**PROBLEM REQUIREMENTS**
The word "rand" marks the lines you need; copy each of them from the data.

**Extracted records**

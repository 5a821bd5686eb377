use axum::{Json, extract::State, response::IntoResponse};
use chrono::Utc;
use crate::api::dtos::requests::{CreateOrderRequest, VerifyPaymentRequest};
use crate::api::dtos::responses::OrderResponse;
use crate::domain::models::booking::{Payment, PaymentCategory, PaymentMethod, PaymentStatus};
use crate::error::AppError;
use crate::infra::payments::razorpay_gateway::verify_signature;
use crate::state::AppState;
use rand::{Rng, distributions::Alphanumeric};
use std::sync::Arc;
use tracing::{info, warn};

pub async fn create_order(
    State(state): State<Arc<AppState>>,
    Json(payload): Json<CreateOrderRequest>,
) -> Result<impl IntoResponse, AppError> {
    state
        .booking_repo
        .find_by_id(&payload.booking_id)
        .await?
        .ok_or(AppError::NotFound("Booking not found".into()))?;

    let settings = state
        .settings_repo
        .get()
        .await?
        .ok_or(AppError::NotFound("Property settings not found".into()))?;
    let key_id = settings
        .razorpay_key_id
        .ok_or(AppError::Configuration("Payment gateway key id".into()))?;
    let key_secret = settings
        .razorpay_key_secret
        .ok_or(AppError::Configuration("Payment gateway key secret".into()))?;

    if payload.amount <= 0.0 {
        return Err(AppError::Validation("Amount must be positive".into()));
    }

    let receipt: String = rand::thread_rng()
        .sample_iter(&Alphanumeric)
        .take(16)
        .map(char::from)
        .collect();
    let receipt = format!("rcpt_{}", receipt);

    let amount_minor = (payload.amount * 100.0).round() as i64;
    let order_id = state
        .payment_gateway
        .create_order(&key_id, &key_secret, amount_minor, &receipt)
        .await?;
    info!("Created order {} for booking {}", order_id, payload.booking_id);

    Ok(Json(OrderResponse {
        order_id,
        amount: payload.amount,
        currency: "INR".to_string(),
        key_id,
    }))
}

/// The signature is checked before anything is written: a failed check
/// applies no payment and no folio reconciliation.
pub async fn verify_payment(
    State(state): State<Arc<AppState>>,
    Json(payload): Json<VerifyPaymentRequest>,
) -> Result<impl IntoResponse, AppError> {
    let mut booking = state
        .booking_repo
        .find_by_id(&payload.booking_id)
        .await?
        .ok_or(AppError::NotFound("Booking not found".into()))?;

    let settings = state
        .settings_repo
        .get()
        .await?
        .ok_or(AppError::NotFound("Property settings not found".into()))?;
    let key_secret = settings
        .razorpay_key_secret
        .ok_or(AppError::Configuration("Payment gateway key secret".into()))?;

    if !verify_signature(&payload.order_id, &payload.payment_id, &key_secret, &payload.signature) {
        warn!("Signature verification failed for order {}", payload.order_id);
        return Err(AppError::Validation("Payment signature verification failed".into()));
    }

    let method = payload.method.unwrap_or(PaymentMethod::Upi);
    booking.payments.push(Payment {
        id: payload.payment_id.clone(),
        amount: payload.amount,
        method,
        timestamp: Utc::now().to_rfc3339(),
        category: payload.category.unwrap_or(PaymentCategory::Folio),
        description: payload.description.clone(),
        status: PaymentStatus::Completed,
    });

    for item in booking
        .folio
        .iter_mut()
        .filter(|i| payload.folio_item_ids.contains(&i.id))
    {
        item.is_paid = true;
        item.payment_method = Some(method.as_str().to_string());
        item.payment_id = Some(payload.payment_id.clone());
    }

    let updated = state.booking_repo.update(&booking).await?;
    info!("Recorded payment {} on booking {}", payload.payment_id, updated.id);

    state
        .notifier
        .emit(
            "payment_received",
            "payment",
            "Payment Received",
            &format!("Rs. {:.2} received from {}", payload.amount, updated.guest_name),
            "normal",
            Some(updated.id.clone()),
            updated.room_number.clone(),
            None,
        )
        .await;

    Ok(Json(updated))
}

**SOLUTION FOR THIS TASK**
use rand::{Rng, distributions::Alphanumeric};
    let receipt: String = rand::thread_rng()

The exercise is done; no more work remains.